Jump. Over. Weave. Through. Stop! Stop today or for good? Agility enthusiasts are well aware of the rush you can get from seeing a dog run its fastest, jump its highest, and pit speed against the outer boundaries of control. While this adrenaline rush is a familiar high, some trainers have not experienced the dreaded transition to retirement. Equally intense, and at a polar opposite, retirement can be as sad as a dream run can be euphoric.
There is a special, indescribable bond that can be created along the journey of a dog’s career. The hours spent training, nourishing, and silently communicating brings a dog and handler as closely-knit as family. You and your dog share a beat, establish a rhythm and work as one. Teamwork. Purity. Joy.
Without you, a career for your dog would not be possible. Without your dog, the adrenaline rush of watching your work in progress would never be realized. Plainly, you need one another, and this can make the conclusion of an agility career such a struggle for so many people AND their dogs.

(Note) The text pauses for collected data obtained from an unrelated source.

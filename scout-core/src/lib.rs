pub mod discovery;
pub mod error;
pub mod http;
pub mod llm;
pub mod normalize;
pub mod profile;
pub mod prompts;
pub mod research;

pub use error::{DiscoveryError, FetchError};
pub use http::{HttpClient, MockClient, MockResponse, ReqwestClient};
pub use normalize::NormalizedList;
pub use profile::{
    FieldError, FlatPreferencePayload, PreferencePayload, ReportKind, ReportPayload,
    ToolSuggestionRequest, Validate, ValidationError,
};
pub use research::{
    generate_combined_report, generate_report, suggest_products, suggest_tech_options,
    CombinedReport, ProductSuggestions, Report, ResearchError, ToolSuggestions,
};
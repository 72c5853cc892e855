//! Preference profiles submitted by callers.
//!
//! These are plain data holders. Shape errors (missing fields, wrong types) are
//! caught by serde at the transport boundary; [`Validate`] then checks the
//! content rules serde cannot express, such as required strings being non-blank.

use serde::{Deserialize, Serialize};
use std::fmt;
use thiserror::Error;

/// A single field that failed validation.
#[derive(Debug, Clone, PartialEq, Eq, Serialize)]
#[cfg_attr(feature = "openapi", derive(utoipa::ToSchema))]
pub struct FieldError {
    pub field: String,
    pub message: String,
}

/// Every field problem found in a payload, in declaration order.
#[derive(Debug, Clone, PartialEq, Eq, Error)]
pub struct ValidationError {
    pub fields: Vec<FieldError>,
}

impl fmt::Display for ValidationError {
    fn fmt(&self, f: &mut fmt::Formatter<'_>) -> fmt::Result {
        write!(f, "Invalid request: ")?;
        for (i, e) in self.fields.iter().enumerate() {
            if i > 0 {
                write!(f, "; ")?;
            }
            write!(f, "{} {}", e.field, e.message)?;
        }
        Ok(())
    }
}

/// Content validation for request payloads.
pub trait Validate {
    fn validate(&self) -> Result<(), ValidationError>;
}

/// Accumulates field errors so callers see all problems at once.
#[derive(Default)]
struct FieldChecks {
    errors: Vec<FieldError>,
}

impl FieldChecks {
    fn fail(&mut self, field: &str, message: &str) {
        self.errors.push(FieldError {
            field: field.to_string(),
            message: message.to_string(),
        });
    }

    fn required(&mut self, field: &str, value: &str) -> &mut Self {
        if value.trim().is_empty() {
            self.fail(field, "must not be empty");
        }
        self
    }

    fn non_empty_list(&mut self, field: &str, values: &[String]) -> &mut Self {
        if values.is_empty() {
            self.fail(field, "must contain at least one entry");
        } else if values.iter().any(|v| v.trim().is_empty()) {
            self.fail(field, "must not contain blank entries");
        }
        self
    }

    fn finish(&mut self) -> Result<(), ValidationError> {
        if self.errors.is_empty() {
            Ok(())
        } else {
            Err(ValidationError {
                fields: std::mem::take(&mut self.errors),
            })
        }
    }
}

/// The full questionnaire profile used by the suggestion and report endpoints.
#[derive(Debug, Clone, Default, PartialEq, Eq, Serialize, Deserialize)]
#[cfg_attr(feature = "openapi", derive(utoipa::ToSchema))]
pub struct PreferencePayload {
    /// Problem domain, e.g. "CI/CD"
    pub purpose: String,
    /// Deployment model, e.g. "cloud" or "on-premise"
    pub deployment: String,
    /// Priority factors in the order the user ranked them
    pub factors: Vec<String>,
    pub industry: String,
    pub organization_size: String,
    #[serde(default)]
    pub tech_dependencies: Vec<String>,
    pub budget_model: String,
    pub reliability_needs: String,
    pub disaster_tolerance: String,
    /// Free-form additional requirements
    #[serde(default)]
    pub drilldown: String,
}

impl PreferencePayload {
    fn check(&self, checks: &mut FieldChecks) {
        checks
            .required("purpose", &self.purpose)
            .required("deployment", &self.deployment)
            .required("industry", &self.industry)
            .required("organization_size", &self.organization_size)
            .required("budget_model", &self.budget_model)
            .required("reliability_needs", &self.reliability_needs)
            .required("disaster_tolerance", &self.disaster_tolerance);
    }
}

impl Validate for PreferencePayload {
    fn validate(&self) -> Result<(), ValidationError> {
        let mut checks = FieldChecks::default();
        self.check(&mut checks);
        checks.finish()
    }
}

/// Which report the model is asked to write.
#[derive(Debug, Clone, Copy, PartialEq, Eq)]
pub enum ReportKind {
    Individual,
    Comparison,
}

impl ReportKind {
    /// Only the exact value "individual" selects an individual report.
    pub fn from_report_type(report_type: &str) -> Self {
        if report_type == "individual" {
            ReportKind::Individual
        } else {
            ReportKind::Comparison
        }
    }

    pub fn label(self) -> &'static str {
        match self {
            ReportKind::Individual => "comprehensive individual report",
            ReportKind::Comparison => "technical comparison report",
        }
    }
}

/// A profile plus the products the user picked for a report.
#[derive(Debug, Clone, Default, PartialEq, Eq, Serialize, Deserialize)]
#[cfg_attr(feature = "openapi", derive(utoipa::ToSchema))]
pub struct ReportPayload {
    #[serde(flatten)]
    pub profile: PreferencePayload,
    /// "individual" or "comparison"
    pub report_type: String,
    pub selected_products: Vec<String>,
}

impl ReportPayload {
    pub fn kind(&self) -> ReportKind {
        ReportKind::from_report_type(&self.report_type)
    }
}

impl Validate for ReportPayload {
    fn validate(&self) -> Result<(), ValidationError> {
        let mut checks = FieldChecks::default();
        self.profile.check(&mut checks);
        checks
            .required("report_type", &self.report_type)
            .non_empty_list("selected_products", &self.selected_products);
        checks.finish()
    }
}

#[derive(Debug, Clone, Default, PartialEq, Eq, Serialize, Deserialize)]
#[cfg_attr(feature = "openapi", derive(utoipa::ToSchema))]
pub struct ToolSuggestionRequest {
    pub purpose: String,
}

impl Validate for ToolSuggestionRequest {
    fn validate(&self) -> Result<(), ValidationError> {
        FieldChecks::default()
            .required("purpose", &self.purpose)
            .finish()
    }
}

/// The reduced profile accepted by the search-backed report endpoint.
///
/// Deliberately a separate type: its field names do not line up with
/// [`PreferencePayload`] and the two are never converted into each other.
#[derive(Debug, Clone, Default, PartialEq, Eq, Serialize, Deserialize)]
#[cfg_attr(feature = "openapi", derive(utoipa::ToSchema))]
pub struct FlatPreferencePayload {
    pub purpose: String,
    pub deployment_type: String,
    pub priority_factors: Vec<String>,
    pub report_type: String,
}

impl Validate for FlatPreferencePayload {
    fn validate(&self) -> Result<(), ValidationError> {
        FieldChecks::default()
            .required("purpose", &self.purpose)
            .required("deployment_type", &self.deployment_type)
            .required("report_type", &self.report_type)
            .finish()
    }
}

The matter comes down to understanding what is best for your canine partner and relinquishing that adrenaline rush you’ve become accustomed to, for the dog’s sake.
Easier said than done, right?
Like many of life’s hard choices, retiring your dog from agility is just that. A choice. It is not only a choice that everyone will have to make for him or herself, but also for their canine partner, whose only ability to speak on the matter is through an untranslatable bark, pant or nudge. The language created through hundreds, perhaps thousands, of hours of intangible communication.
Gerry Brown, an agility trainer with more than 19 years of experience, shares advice on what owners should remember when making this difficult decision.
“After 12 years of working with a dog, how do you stop?” Gerry found himself asking. As hard as it would be for him to make sense of retiring his dog, he knew that, “at some point, you just have to.”
When you start working with these dogs from pups to veterans in old age, “it is hugely emotional. Just sitting here talking about it almost brings tears to my eyes,” said Brown. He added that you have to be able to separate that emotion, because it is not about you anymore; it is about your dog.
Brown admitted that he wishes that he had quit six months ago with one of his current dogs. Knowing that Border Collies can run until they are about 13 years old, he had a different technique for one of his other Collies. For this agility champion, Brown set a goal, and the day she accomplished that goal was the day she no longer jumped championship heights.
Pam, another agility trainer, said that she would like to stop doing agility with her dog before it gets to the point where he is not doing agility for his own happiness, but for hers.
“I want to remember his joy and enthusiasm while running a course, not the little worried look he gets when something goes wrong, because he was hurting,” said Pam. “Mostly, I want him as strong and healthy as he can be, so his senior years are as joyful to him as his younger years were.”
Although this is an emotional transition, it is not the end for some dogs. Most dogs can still play agility doing simple activities, like tunnels or poles. Gerry’s collie was fully retired when she lost her last drop of competitive edge, but she still had a little time to play in the meantime. There was still a good amount of time to be spent between dog and trainer, just in a different way than they were accustomed to.
It’s also important to remember that not all dogs will run until the same age. Both breed specifically and individually, it’s key to understand how long your dog can keep a healthy pace. In some cases, it may be that estimated age, give or take a few years. So, how do we know when it is truly time to retire a dog?
When making your choice, it’s key to ask yourself: Is the dog still mentally and physically able to play this game and is there more risk of the dog being hurt today than a year ago?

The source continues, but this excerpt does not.